Commercial waters, such as those used in paper systems, cooling systems, mining systems, and metal systems, are susceptible to contamination and fouling. In order to control such fouling, such waters have been chemically treated generally by trial-and-error methodology. Either too much or too little chemical is used, which is unsatisfactory. Such fouling may be of the biological type or of the non-viable/chemical type. With respect to biological fouling, when it reaches a certain level, it becomes necessary to shut down the system for maintenance.
For example, in a paper system, when microbiological fouling in a white water reaches a certain biological level, it results in making rejectable paper that is costly to paper production. More specifically, the sessile portion of microbial activity causes deposits which are difficult to monitor. When sloughing of the deposits occurs in a paper machine, runability of the machine is affected by increased sheet defects and even paper breaks. At that time the system must be shut down for maintenance, resulting in downtime which interrupts production. It must be cleaned or "boiled out" before the system can be placed back in operation to make acceptable paper.
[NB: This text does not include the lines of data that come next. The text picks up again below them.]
//! # Validation Errors
//!
//! Every input rejected before an external call maps to one of these
//! variants. Each carries the offending value and the accepted range so a
//! client can correct the request without guesswork.

use thiserror::Error;

/// Validation errors for request inputs and domain newtypes.
#[derive(Error, Debug, Clone, PartialEq)]
pub enum ValidationError {
    /// User identifier is empty after trimming.
    #[error("user_id must not be empty")]
    EmptyUserId,

    /// User identifier is longer than the accepted maximum.
    #[error("user_id must not exceed {max} characters")]
    UserIdTooLong {
        /// Maximum accepted length.
        max: usize,
    },

    /// User identifier contains characters outside `[A-Za-z0-9._-]`.
    #[error("invalid user_id: \"{0}\" (expected letters, digits, '.', '_' or '-')")]
    InvalidUserId(String),

    /// Latitude is NaN, infinite, or outside [-90, 90].
    #[error("latitude must be a finite value in [-90, 90], got {0}")]
    InvalidLatitude(f64),

    /// Longitude is NaN, infinite, or outside [-180, 180].
    #[error("longitude must be a finite value in [-180, 180], got {0}")]
    InvalidLongitude(f64),

    /// Point value is negative.
    #[error("points must be non-negative, got {0}")]
    NegativePoints(i64),

    /// Point value does not fit the stored integer column.
    #[error("points must not exceed {max}, got {value}")]
    PointsOutOfRange {
        /// The rejected value.
        value: i64,
        /// Largest accepted value.
        max: u32,
    },

    /// Report description is empty after trimming.
    #[error("description must not be empty")]
    EmptyDescription,

    /// Report description is longer than the accepted maximum.
    #[error("description must not exceed {max} characters")]
    DescriptionTooLong {
        /// Maximum accepted length in characters.
        max: usize,
    },

    /// Search radius is NaN, infinite, zero or negative.
    #[error("radius_km must be a finite positive number, got {0}")]
    InvalidRadius(f64),

    /// Pagination limit outside the accepted range.
    #[error("limit must be between {min} and {max}, got {value}")]
    LimitOutOfRange {
        /// The rejected value.
        value: i64,
        /// Smallest accepted value.
        min: u32,
        /// Largest accepted value.
        max: u32,
    },

    /// Image extension is not a short alphanumeric token.
    #[error("invalid image extension: \"{0}\" (expected 1-5 alphanumeric characters)")]
    InvalidImageExtension(String),

    /// Embedded image data could not be decoded.
    #[error("image data is not valid base64: {0}")]
    InvalidImageEncoding(String),

    /// Image payload has no bytes.
    #[error("image data must not be empty")]
    EmptyImage,

    /// Milestone is not a positive multiple of the milestone step.
    #[error("invalid milestone: {0} (expected a positive multiple of 5)")]
    InvalidMilestone(i64),
}

#[cfg(test)]
mod tests {
    use super::*;

    #[test]
    fn latitude_error_carries_value() {
        let msg = ValidationError::InvalidLatitude(91.5).to_string();
        assert!(msg.contains("91.5"));
        assert!(msg.contains("[-90, 90]"));
    }

    #[test]
    fn limit_error_carries_range() {
        let msg = ValidationError::LimitOutOfRange {
            value: 0,
            min: 1,
            max: 100,
        }
        .to_string();
        assert!(msg.contains("between 1 and 100"));
        assert!(msg.contains("got 0"));
    }

    #[test]
    fn user_id_error_quotes_input() {
        let msg = ValidationError::InvalidUserId("a b".into()).to_string();
        assert!(msg.contains("\"a b\""));
    }
}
With regard to controlling biological fouling, biocides are added to the water to kill the bacteria or microbes.
Current systems for measuring fouling lack sensitivity, require excessive maintenance, and are not automated. The only method now for differentiating between bacteriological fouling and chemical fouling is through use of destructive testing which measures "sliminess" subjectively, plate counts on a defined portion of the population, or microbial activity.
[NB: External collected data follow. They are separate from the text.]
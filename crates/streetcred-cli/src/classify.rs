//! # Classify Subcommand
//!
//! Resolve a coordinate to a location name the way the award pass does,
//! and show which badge pool it selects. Uses Gemini when `GEMINI_API_KEY`
//! is set unless `--offline` is given.

use clap::Args;
use serde_json::json;
use streetcred_client::{GeminiClassifier, GeminiConfig};
use streetcred_core::{BadgePool, Coordinates};
use streetcred_rewards::{LocationClassifier, NearestNeighborhoodClassifier};

/// Arguments for the classify subcommand.
#[derive(Args, Debug)]
pub struct ClassifyArgs {
    /// Latitude in degrees.
    #[arg(allow_negative_numbers = true)]
    pub lat: f64,
    /// Longitude in degrees.
    #[arg(allow_negative_numbers = true)]
    pub lon: f64,
    /// Use the nearest-neighborhood classifier even when Gemini is configured.
    #[arg(long)]
    pub offline: bool,
}

pub async fn run(args: &ClassifyArgs) -> anyhow::Result<String> {
    let at = Coordinates::new(args.lat, args.lon)?;

    let (source, location) = if !args.offline && GeminiConfig::is_configured() {
        let classifier = GeminiClassifier::from_config(GeminiConfig::from_env()?)?;
        tracing::debug!(model = classifier.model(), "classifying with Gemini");
        ("gemini", classifier.classify(&at).await?)
    } else {
        ("nearest", NearestNeighborhoodClassifier.classify(&at).await?)
    };

    Ok(serde_json::to_string_pretty(&describe(&at, source, &location))?)
}

fn describe(at: &Coordinates, source: &str, location: &str) -> serde_json::Value {
    let pool = match BadgePool::for_location(location) {
        BadgePool::Sponsors => "sponsors",
        BadgePool::Neighborhood(_) => "neighborhood",
    };
    json!({
        "lat": at.lat(),
        "lon": at.lon(),
        "location": location,
        "badge_pool": pool,
        "classifier": source,
    })
}

#[cfg(test)]
mod tests {
    use super::*;

    #[tokio::test]
    async fn offline_classification() {
        let args = ClassifyArgs {
            lat: 40.8120,
            lon: -73.9462,
            offline: true,
        };
        let out: serde_json::Value = serde_json::from_str(&run(&args).await.unwrap()).unwrap();
        assert_eq!(out["location"], "Harlem");
        assert_eq!(out["badge_pool"], "neighborhood");
        assert_eq!(out["classifier"], "nearest");
    }

    #[test]
    fn sponsor_location_selects_sponsor_pool() {
        let at = Coordinates::new(40.7, -74.0).unwrap();
        assert_eq!(describe(&at, "gemini", "BlackRock")["badge_pool"], "sponsors");
    }

    #[tokio::test]
    async fn invalid_latitude_rejected() {
        let args = ClassifyArgs {
            lat: 95.0,
            lon: 0.0,
            offline: true,
        };
        assert!(run(&args).await.is_err());
    }
}
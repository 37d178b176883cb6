//! # streetcred-core — Foundational Types for StreetCred
//!
//! Every other crate in the workspace depends on this one. It has no internal
//! crate dependencies and performs no I/O: everything here is a pure function
//! or a validated value type.
//!
//! ## Design Principles
//!
//! 1. **Validated newtypes at the boundary.** A [`UserId`], [`Coordinates`]
//!    or [`ImagePayload`] can only be constructed through a checking
//!    constructor, so downstream services never re-validate.
//!
//! 2. **Milestones are unsigned.** Point totals are `u32`; negative input is
//!    rejected by [`milestone::validate_points`] before it reaches the domain.
//!
//! 3. **One badge-pool rule.** [`BadgePool`] is the only place that decides
//!    whether a neighborhood draws from the sponsor set or its own badges.
//!    Store implementations translate it into their own query dialect.
//!
//! 4. **[`ValidationError`] for every rejected input.** Structured errors with
//!    `thiserror`, no `.unwrap()` outside tests.

pub mod badge;
pub mod error;
pub mod geo;
pub mod identity;
pub mod image;
pub mod limit;
pub mod milestone;
pub mod neighborhood;
pub mod profile;
pub mod report;

// Re-export primary types at crate root for ergonomic imports.
pub use badge::{
    Badge, BadgeAward, BadgeId, BadgePool, EarnedBadge, NewBadge, UserBadge, SPONSOR_LOCATIONS,
};
pub use error::ValidationError;
pub use geo::{haversine_km, Coordinates, EARTH_RADIUS_KM};
pub use identity::UserId;
pub use image::{ImageExtension, ImagePayload};
pub use milestone::{BadgeProgress, MILESTONE_STEP};
pub use neighborhood::{Neighborhood, NYC_NEIGHBORHOODS};
pub use profile::{PointsChange, Profile};
pub use report::{NearbyReport, NewReport, Report, ReportId};
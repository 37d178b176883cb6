//! # API Error Types
//!
//! Structured error type implementing `axum::response::IntoResponse`.
//! Maps validation and reward-service errors to HTTP status codes with a
//! JSON body of error code, message, and optional details. Upstream
//! failure details are logged, never returned.

use axum::http::StatusCode;
use axum::response::{IntoResponse, Response};
use axum::Json;
use serde::{Deserialize, Serialize};
use streetcred_rewards::{RewardError, StoreError};
use thiserror::Error;
use utoipa::ToSchema;

/// Structured JSON error response body.
#[derive(Debug, Serialize, Deserialize, ToSchema)]
pub struct ErrorBody {
    pub error: ErrorDetail,
}

/// Inner error detail.
#[derive(Debug, Serialize, Deserialize, ToSchema)]
pub struct ErrorDetail {
    /// Machine-readable error code (e.g., "NOT_FOUND", "VALIDATION_ERROR").
    pub code: String,
    /// Human-readable error message.
    pub message: String,
    /// Additional details, present only for client errors.
    #[serde(skip_serializing_if = "Option::is_none")]
    pub details: Option<serde_json::Value>,
}

/// Application-level error type.
#[derive(Error, Debug)]
pub enum AppError {
    /// Resource not found (404).
    #[error("not found: {0}")]
    NotFound(String),

    /// Request validation failed (422).
    #[error("validation error: {0}")]
    Validation(String),

    /// Request body or query could not be parsed (422).
    ///
    /// Shares the 422 status with `Validation`: the HTTP framing was fine,
    /// the content was not.
    #[error("bad request: {0}")]
    BadRequest(String),

    /// Missing or invalid bearer token (401).
    #[error("unauthorized: {0}")]
    Unauthorized(String),

    /// Client exceeded its request quota (429).
    #[error("rate limited: {0}")]
    RateLimited(String),

    /// Internal server error (500). Message is logged but not returned to client.
    #[error("internal error: {0}")]
    Internal(String),

    /// Record store, blob store or classifier failed (502).
    #[error("upstream error: {0}")]
    UpstreamError(String),
}

impl AppError {
    /// Return the HTTP status code and machine-readable error code for this error.
    fn status_and_code(&self) -> (StatusCode, &'static str) {
        match self {
            Self::NotFound(_) => (StatusCode::NOT_FOUND, "NOT_FOUND"),
            Self::Validation(_) => (StatusCode::UNPROCESSABLE_ENTITY, "VALIDATION_ERROR"),
            Self::BadRequest(_) => (StatusCode::UNPROCESSABLE_ENTITY, "BAD_REQUEST"),
            Self::Unauthorized(_) => (StatusCode::UNAUTHORIZED, "UNAUTHORIZED"),
            Self::RateLimited(_) => (StatusCode::TOO_MANY_REQUESTS, "RATE_LIMITED"),
            Self::Internal(_) => (StatusCode::INTERNAL_SERVER_ERROR, "INTERNAL_ERROR"),
            Self::UpstreamError(_) => (StatusCode::BAD_GATEWAY, "UPSTREAM_ERROR"),
        }
    }
}

impl IntoResponse for AppError {
    fn into_response(self) -> Response {
        let (status, code) = self.status_and_code();

        let message = match &self {
            Self::Internal(_) => "An internal error occurred".to_string(),
            Self::UpstreamError(_) => "An upstream service error occurred".to_string(),
            other => other.to_string(),
        };

        match &self {
            Self::Internal(_) => tracing::error!(error = %self, "internal server error"),
            Self::UpstreamError(_) => tracing::error!(error = %self, "upstream service error"),
            _ => {}
        }

        let details = match &self {
            Self::Validation(reason) | Self::BadRequest(reason) => {
                Some(serde_json::json!({ "reason": reason }))
            }
            _ => None,
        };

        let body = ErrorBody {
            error: ErrorDetail {
                code: code.to_string(),
                message,
                details,
            },
        };

        (status, Json(body)).into_response()
    }
}

impl From<streetcred_core::ValidationError> for AppError {
    fn from(err: streetcred_core::ValidationError) -> Self {
        Self::Validation(err.to_string())
    }
}

impl From<RewardError> for AppError {
    fn from(err: RewardError) -> Self {
        match err {
            RewardError::UnknownUser(user_id) => {
                Self::NotFound(format!("profile for user {user_id} not found"))
            }
            RewardError::Invalid(e) => e.into(),
            // The request asked for a value the column cannot hold.
            RewardError::Store(StoreError::OutOfRange { message, .. }) => Self::Validation(message),
            other => Self::UpstreamError(other.to_string()),
        }
    }
}

#[cfg(test)]
mod tests {
    use super::*;
    use http_body_util::BodyExt;
    use streetcred_core::UserId;
    use streetcred_rewards::ClassifierError;

    async fn response_parts(err: AppError) -> (StatusCode, ErrorBody) {
        let response = err.into_response();
        let status = response.status();
        let bytes = response.into_body().collect().await.unwrap().to_bytes();
        let body: ErrorBody = serde_json::from_slice(&bytes).unwrap();
        (status, body)
    }

    #[test]
    fn status_codes() {
        let cases = [
            (AppError::NotFound("x".into()), StatusCode::NOT_FOUND, "NOT_FOUND"),
            (AppError::Validation("x".into()), StatusCode::UNPROCESSABLE_ENTITY, "VALIDATION_ERROR"),
            (AppError::BadRequest("x".into()), StatusCode::UNPROCESSABLE_ENTITY, "BAD_REQUEST"),
            (AppError::Unauthorized("x".into()), StatusCode::UNAUTHORIZED, "UNAUTHORIZED"),
            (AppError::RateLimited("x".into()), StatusCode::TOO_MANY_REQUESTS, "RATE_LIMITED"),
            (AppError::Internal("x".into()), StatusCode::INTERNAL_SERVER_ERROR, "INTERNAL_ERROR"),
            (AppError::UpstreamError("x".into()), StatusCode::BAD_GATEWAY, "UPSTREAM_ERROR"),
        ];
        for (err, status, code) in cases {
            assert_eq!(err.status_and_code(), (status, code));
        }
    }

    #[test]
    fn unknown_user_is_not_found() {
        let err = AppError::from(RewardError::UnknownUser(UserId::new("ghost").unwrap()));
        assert!(matches!(&err, AppError::NotFound(msg) if msg.contains("ghost")));
    }

    #[test]
    fn dependency_failures_are_upstream() {
        let store = AppError::from(RewardError::Store(StoreError::Unavailable("down".into())));
        let classifier =
            AppError::from(RewardError::Classifier(ClassifierError::EmptyResponse));
        assert!(matches!(store, AppError::UpstreamError(_)));
        assert!(matches!(classifier, AppError::UpstreamError(_)));
    }

    #[test]
    fn client_caused_service_errors_are_validation() {
        let radius = AppError::from(RewardError::Invalid(
            streetcred_core::ValidationError::InvalidRadius(0.0),
        ));
        assert!(matches!(&radius, AppError::Validation(msg) if msg.contains("radius_km")));

        let overflow = AppError::from(RewardError::Store(StoreError::OutOfRange {
            operation: "increment_points",
            message: "integer out of range".into(),
        }));
        assert!(matches!(&overflow, AppError::Validation(msg) if msg.contains("out of range")));
    }

    #[tokio::test]
    async fn upstream_hides_details() {
        let (status, body) =
            response_parts(AppError::UpstreamError("connection refused to 10.0.0.5".into())).await;
        assert_eq!(status, StatusCode::BAD_GATEWAY);
        assert_eq!(body.error.code, "UPSTREAM_ERROR");
        assert!(!body.error.message.contains("10.0.0.5"));
        assert!(body.error.details.is_none());
    }

    #[tokio::test]
    async fn validation_carries_reason() {
        let (status, body) = response_parts(AppError::from(
            streetcred_core::ValidationError::NegativePoints(-3),
        ))
        .await;
        assert_eq!(status, StatusCode::UNPROCESSABLE_ENTITY);
        assert_eq!(body.error.code, "VALIDATION_ERROR");
        assert!(body.error.message.contains("-3"));
        assert!(body.error.details.is_some());
    }

    #[test]
    fn error_body_skips_missing_details() {
        let body = ErrorBody {
            error: ErrorDetail {
                code: "NOT_FOUND".to_string(),
                message: "gone".to_string(),
                details: None,
            },
        };
        let json = serde_json::to_string(&body).unwrap();
        assert!(!json.contains("details"));
    }
}
//! # streetcred-rewards — Reward & Report Services
//!
//! The behavior of StreetCred over abstract collaborators:
//!
//! - [`RewardEngine`]: milestone checks, atomic point updates, badge
//!   queries, leaderboard and award reassignment.
//! - [`ReportService`]: report submission (with best-effort image upload),
//!   listing and proximity search.
//!
//! Persistence and classification are constructor dependencies behind the
//! [`RecordStore`], [`BlobStore`] and [`LocationClassifier`] traits.
//! [`MemoryStore`] and the offline classifiers are complete implementations
//! used for development mode and tests; hosted implementations live in
//! `streetcred-client`.

pub mod classifier;
pub mod engine;
pub mod error;
pub mod locks;
pub mod memory;
pub mod reports;
pub mod store;

pub use classifier::{FixedClassifier, LocationClassifier, NearestNeighborhoodClassifier};
pub use engine::{MilestoneCheck, PointsUpdate, Reassignment, RewardEngine};
pub use error::{BlobError, ClassifierError, RewardError, StoreError};
pub use memory::MemoryStore;
pub use reports::{ImageSource, ImageUpload, ReportService, SubmittedReport, REPORT_POINTS};
pub use store::{AwardInsert, BlobStore, RecordStore};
Dissolved oxygen (DO) probes have been suggested for detecting microbial activity since it is known that high levels of bacteria in fluids decrease dissolved oxygen levels. However, they are limited due to chemical fouling which gradually reduces the efficacy to measure accurate DO levels.
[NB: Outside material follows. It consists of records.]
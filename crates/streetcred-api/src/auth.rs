//! # Bearer Token Authentication
//!
//! Optional static token. When `AUTH_TOKEN` is set, every `/api/*` request
//! must carry `Authorization: Bearer <token>`; health probes, `/metrics`
//! and `/openapi.json` stay open. The comparison is constant-time.

use axum::extract::Request;
use axum::http::header::AUTHORIZATION;
use axum::middleware::Next;
use axum::response::{IntoResponse, Response};
use subtle::ConstantTimeEq;

use crate::error::AppError;

/// A secret that never appears in `Debug` output.
#[derive(Clone)]
pub struct SecretString(String);

impl SecretString {
    pub fn new(value: impl Into<String>) -> Self {
        Self(value.into())
    }

    pub fn expose(&self) -> &str {
        &self.0
    }
}

impl std::fmt::Debug for SecretString {
    fn fmt(&self, f: &mut std::fmt::Formatter<'_>) -> std::fmt::Result {
        f.write_str("SecretString([REDACTED])")
    }
}

/// Authentication settings, installed as a request extension.
#[derive(Debug, Clone, Default)]
pub struct AuthConfig {
    pub token: Option<SecretString>,
}

impl AuthConfig {
    /// Whether `header` (the raw `Authorization` value) grants access.
    fn permits(&self, header: Option<&str>) -> bool {
        let Some(expected) = &self.token else {
            return true;
        };
        let Some(presented) = header.and_then(|h| h.strip_prefix("Bearer ")) else {
            return false;
        };
        bool::from(presented.as_bytes().ct_eq(expected.expose().as_bytes()))
    }
}

/// Reject requests without a valid bearer token.
pub async fn auth_middleware(request: Request, next: Next) -> Response {
    let config = request
        .extensions()
        .get::<AuthConfig>()
        .cloned()
        .unwrap_or_default();
    let header = request
        .headers()
        .get(AUTHORIZATION)
        .and_then(|v| v.to_str().ok());

    if !config.permits(header) {
        tracing::debug!(path = %request.uri().path(), "rejected unauthenticated request");
        return AppError::Unauthorized("missing or invalid bearer token".to_string())
            .into_response();
    }
    next.run(request).await
}

#[cfg(test)]
mod tests {
    use super::*;

    fn with_token(token: &str) -> AuthConfig {
        AuthConfig {
            token: Some(SecretString::new(token)),
        }
    }

    #[test]
    fn no_token_configured_permits_everything() {
        let config = AuthConfig::default();
        assert!(config.permits(None));
        assert!(config.permits(Some("Bearer anything")));
    }

    #[test]
    fn token_must_match_exactly() {
        let config = with_token("s3cret");
        assert!(config.permits(Some("Bearer s3cret")));
        assert!(!config.permits(Some("Bearer s3cre")));
        assert!(!config.permits(Some("Bearer s3cret ")));
        assert!(!config.permits(Some("s3cret")));
        assert!(!config.permits(Some("Basic s3cret")));
        assert!(!config.permits(None));
    }

    #[test]
    fn debug_redacts() {
        let out = format!("{:?}", with_token("s3cret"));
        assert!(!out.contains("s3cret"));
    }
}
//! # OpenAPI Document Assembly
//!
//! Collects the utoipa-documented routes into one OpenAPI document served
//! at `/openapi.json`.

use axum::routing::get;
use axum::{Json, Router};
use utoipa::openapi::security::{HttpAuthScheme, HttpBuilder, SecurityScheme};
use utoipa::{Modify, OpenApi};

use crate::state::AppState;

/// Adds the bearer token security scheme.
struct SecurityAddon;

impl Modify for SecurityAddon {
    fn modify(&self, openapi: &mut utoipa::openapi::OpenApi) {
        if let Some(components) = openapi.components.as_mut() {
            components.add_security_scheme(
                "bearer_auth",
                SecurityScheme::Http(
                    HttpBuilder::new()
                        .scheme(HttpAuthScheme::Bearer)
                        .description(Some(
                            "Static bearer token. Set via the AUTH_TOKEN env var.",
                        ))
                        .build(),
                ),
            );
        }
    }
}

#[derive(OpenApi)]
#[openapi(
    info(
        title = "StreetCred API",
        version = "0.1.0",
        description = "Points, milestone badges and geotagged civic reports for New York City."
    ),
    paths(
        crate::routes::badges::add_points,
        crate::routes::badges::check_milestones,
        crate::routes::badges::user_badges,
        crate::routes::badges::badge_progress,
        crate::routes::badges::leaderboard,
        crate::routes::reports::submit_report,
        crate::routes::reports::user_reports,
        crate::routes::reports::recent_reports,
        crate::routes::reports::nearby_reports,
    ),
    components(schemas(
        crate::error::ErrorBody,
        crate::error::ErrorDetail,
        crate::routes::badges::PointsRequest,
        crate::routes::badges::AddPointsResponse,
        crate::routes::badges::MilestoneCheckResponse,
        crate::routes::badges::UserBadgesResponse,
        crate::routes::badges::BadgeProgressResponse,
        crate::routes::badges::LeaderboardResponse,
        crate::routes::reports::SubmitReportRequest,
        crate::routes::reports::SubmitReportResponse,
        crate::routes::reports::UserReportsResponse,
        crate::routes::reports::NearbyReportsResponse,
    )),
    modifiers(&SecurityAddon),
    tags(
        (name = "badges", description = "Points, milestone badges and leaderboard"),
        (name = "reports", description = "Report submission, listing and proximity search"),
    )
)]
pub struct ApiDoc;

pub fn router() -> Router<AppState> {
    Router::new().route("/openapi.json", get(openapi_json))
}

/// GET /openapi.json
async fn openapi_json() -> Json<utoipa::openapi::OpenApi> {
    Json(ApiDoc::openapi())
}

#[cfg(test)]
mod tests {
    use super::*;

    #[test]
    fn document_generates() {
        let doc = ApiDoc::openapi();
        assert_eq!(doc.info.title, "StreetCred API");
    }

    #[test]
    fn document_has_badge_and_report_paths() {
        let doc = ApiDoc::openapi();
        for path in [
            "/api/badges/add-points",
            "/api/badges/check-milestones",
            "/api/badges/user-badges/{user_id}",
            "/api/badges/badge-progress/{user_id}",
            "/api/badges/leaderboard",
            "/api/reports/submit",
            "/api/reports/user/{user_id}",
            "/api/reports/recent",
            "/api/reports/nearby",
        ] {
            assert!(doc.paths.paths.contains_key(path), "missing {path}");
        }
    }

    #[test]
    fn document_has_bearer_scheme() {
        let doc = ApiDoc::openapi();
        let components = doc.components.expect("components");
        assert!(components.security_schemes.contains_key("bearer_auth"));
    }
}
Further, DO probes have been used to measure microbial activity in solutions. Where the dissolved oxygen drops, it is assumed that microbial growth is occurring and the system is contaminated. However, dissolved oxygen can drop due to changes in air supply, probe-surface fouling, temperature variation, or a number of factors, thereby rendering the use of the DO probes unreliable. Thus, reliable measurement of microbiological fouling in processed waters has not been possible.